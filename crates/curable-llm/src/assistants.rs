// Assistant service wire types (threads, messages, runs)

use serde::{Deserialize, Serialize};

/// Conversation thread handle
#[derive(Debug, Clone, Serialize, Deserialize)]
pub struct AssistantThread {
    pub id: String,
    #[serde(default)]
    pub created_at: i64,
}

#[derive(Debug, Clone, Copy, PartialEq, Eq, Serialize, Deserialize)]
#[serde(rename_all = "lowercase")]
pub enum MessageRole {
    User,
    Assistant,
}

impl MessageRole {
    pub fn as_str(&self) -> &'static str {
        match self {
            Self::User => "user",
            Self::Assistant => "assistant",
        }
    }
}

/// Message stored on a thread
#[derive(Debug, Clone, Serialize, Deserialize)]
pub struct ThreadMessage {
    pub id: String,
    #[serde(default)]
    pub thread_id: String,
    pub role: MessageRole,
    #[serde(default)]
    pub content: Vec<MessageContent>,
    #[serde(default)]
    pub created_at: i64,
}

impl ThreadMessage {
    /// Text of the first text block, if any
    pub fn text(&self) -> Option<&str> {
        self.content.iter().find_map(|block| match block {
            MessageContent::Text { text } => Some(text.value.as_str()),
            MessageContent::Other => None,
        })
    }
}

#[derive(Debug, Clone, Serialize, Deserialize)]
#[serde(tag = "type", rename_all = "snake_case")]
pub enum MessageContent {
    Text { text: TextValue },
    #[serde(other)]
    Other,
}

impl MessageContent {
    pub fn text(value: impl Into<String>) -> Self {
        Self::Text {
            text: TextValue { value: value.into() },
        }
    }
}

#[derive(Debug, Clone, Serialize, Deserialize)]
pub struct TextValue {
    pub value: String,
}

/// Ordering for message listings (by creation time)
#[derive(Debug, Clone, Copy, PartialEq, Eq)]
pub enum ListOrder {
    Asc,
    Desc,
}

impl ListOrder {
    pub fn as_str(&self) -> &'static str {
        match self {
            Self::Asc => "asc",
            Self::Desc => "desc",
        }
    }
}

/// One assistant invocation against a thread
#[derive(Debug, Clone, Serialize, Deserialize)]
pub struct Run {
    pub id: String,
    #[serde(default)]
    pub thread_id: String,
    pub status: RunStatus,
    #[serde(default)]
    pub last_error: Option<RunError>,
}

#[derive(Debug, Clone, Serialize, Deserialize)]
pub struct RunError {
    pub code: String,
    pub message: String,
}

#[derive(Debug, Clone, Copy, PartialEq, Eq, Serialize, Deserialize)]
#[serde(rename_all = "snake_case")]
pub enum RunStatus {
    Queued,
    InProgress,
    RequiresAction,
    Cancelling,
    Cancelled,
    Failed,
    Completed,
    Incomplete,
    Expired,
}

impl RunStatus {
    /// Whether the run will never change state again on its own.
    /// `RequiresAction` counts: no tools are registered, so nothing resumes it.
    pub fn is_terminal(&self) -> bool {
        !matches!(self, Self::Queued | Self::InProgress | Self::Cancelling)
    }

    pub fn as_str(&self) -> &'static str {
        match self {
            Self::Queued => "queued",
            Self::InProgress => "in_progress",
            Self::RequiresAction => "requires_action",
            Self::Cancelling => "cancelling",
            Self::Cancelled => "cancelled",
            Self::Failed => "failed",
            Self::Completed => "completed",
            Self::Incomplete => "incomplete",
            Self::Expired => "expired",
        }
    }
}

impl std::fmt::Display for RunStatus {
    fn fmt(&self, f: &mut std::fmt::Formatter<'_>) -> std::fmt::Result {
        f.write_str(self.as_str())
    }
}

#[cfg(test)]
mod tests {
    use super::*;

    #[test]
    fn test_run_status_terminal() {
        assert!(!RunStatus::Queued.is_terminal());
        assert!(!RunStatus::InProgress.is_terminal());
        assert!(RunStatus::Completed.is_terminal());
        assert!(RunStatus::Failed.is_terminal());
        assert!(RunStatus::RequiresAction.is_terminal());
    }

    #[test]
    fn test_thread_message_text_skips_non_text_blocks() {
        let raw = r#"{
            "id": "msg_1",
            "thread_id": "thread_1",
            "role": "assistant",
            "created_at": 1700000000,
            "content": [
                {"type": "image_file", "image_file": {"file_id": "f"}},
                {"type": "text", "text": {"value": "Drink water", "annotations": []}}
            ]
        }"#;

        let message: ThreadMessage = serde_json::from_str(raw).unwrap();
        assert_eq!(message.role, MessageRole::Assistant);
        assert_eq!(message.text(), Some("Drink water"));
    }
}
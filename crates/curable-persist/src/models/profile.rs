use chrono::{DateTime, Utc};
use serde::{Deserialize, Serialize};

/// Patient profile (collection `profiles`); `id` is the user id.
///
/// The assistant thread binding lives on the profile so that a user owns at
/// most one thread at any time.
#[derive(Debug, Clone, Default, PartialEq, Serialize, Deserialize)]
pub struct Profile {
    pub id: String,
    #[serde(default)]
    pub full_name: Option<String>,
    #[serde(default)]
    pub email: Option<String>,
    #[serde(default)]
    pub age: Option<u32>,
    #[serde(default)]
    pub gender: Option<String>,
    #[serde(default)]
    pub bmi: Option<f64>,
    #[serde(default)]
    pub blood_group: Option<String>,
    #[serde(default)]
    pub genotype: Option<String>,
    #[serde(default)]
    pub thread_id: Option<String>,
    #[serde(default)]
    pub context_seeded: bool,
    #[serde(default)]
    pub thread_updated_at: Option<DateTime<Utc>>,
}

impl Profile {
    pub fn new(id: impl Into<String>) -> Self {
        Self {
            id: id.into(),
            ..Default::default()
        }
    }

    pub fn with_name(mut self, full_name: impl Into<String>) -> Self {
        self.full_name = Some(full_name.into());
        self
    }

    /// Current thread binding, if the user has one
    pub fn thread_binding(&self) -> Option<ThreadBinding> {
        self.thread_id.as_ref().map(|thread_id| ThreadBinding {
            user_id: self.id.clone(),
            thread_id: thread_id.clone(),
            context_seeded: self.context_seeded,
        })
    }
}

/// User → assistant thread mapping
#[derive(Debug, Clone, PartialEq, Eq, Serialize, Deserialize)]
pub struct ThreadBinding {
    pub user_id: String,
    pub thread_id: String,
    /// Profile context has been injected into this thread
    pub context_seeded: bool,
}

impl ThreadBinding {
    /// Binding for a freshly created thread
    pub fn new(user_id: impl Into<String>, thread_id: impl Into<String>) -> Self {
        Self {
            user_id: user_id.into(),
            thread_id: thread_id.into(),
            context_seeded: false,
        }
    }
}
use utoipa::OpenApi;

use crate::handlers::stream;
use crate::routes::{chat, cleanup, diagnose, health, insights, profile};

#[derive(OpenApi)]
#[openapi(
    info(
        title = "Curable API",
        description = "Health companion chat backed by a hosted assistant and patient records"
    ),
    paths(
        health::root,
        health::health_check,
        chat::chat,
        stream::chat_stream,
        cleanup::cleanup,
        profile::get_profile,
        insights::get_insights,
        diagnose::diagnose,
    ),
    components(schemas(
        health::RootResponse,
        health::HealthResponse,
        chat::ChatRequest,
        chat::ChatResponse,
        cleanup::CleanupResponse,
        profile::ProfileResponse,
        insights::InsightsResponse,
        diagnose::DiagnoseRequest,
        diagnose::DiagnoseResponse,
        diagnose::AssessmentResponse,
    )),
    tags(
        (name = "health", description = "Service status"),
        (name = "chat", description = "Conversations with the assistant"),
        (name = "profile", description = "Patient profiles"),
        (name = "insights", description = "Insights derived from check-ins"),
        (name = "diagnosis", description = "AI symptom assessment")
    )
)]
pub struct ApiDoc;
================
*Task details*:
From the listing above, copy out each line where the word "struct" appears.

*Answer space*:
pub struct AssistantThread {
pub struct ThreadMessage {
pub struct TextValue {
pub struct Run {
pub struct RunError {
pub struct Profile {
pub struct ThreadBinding {
pub struct ApiDoc;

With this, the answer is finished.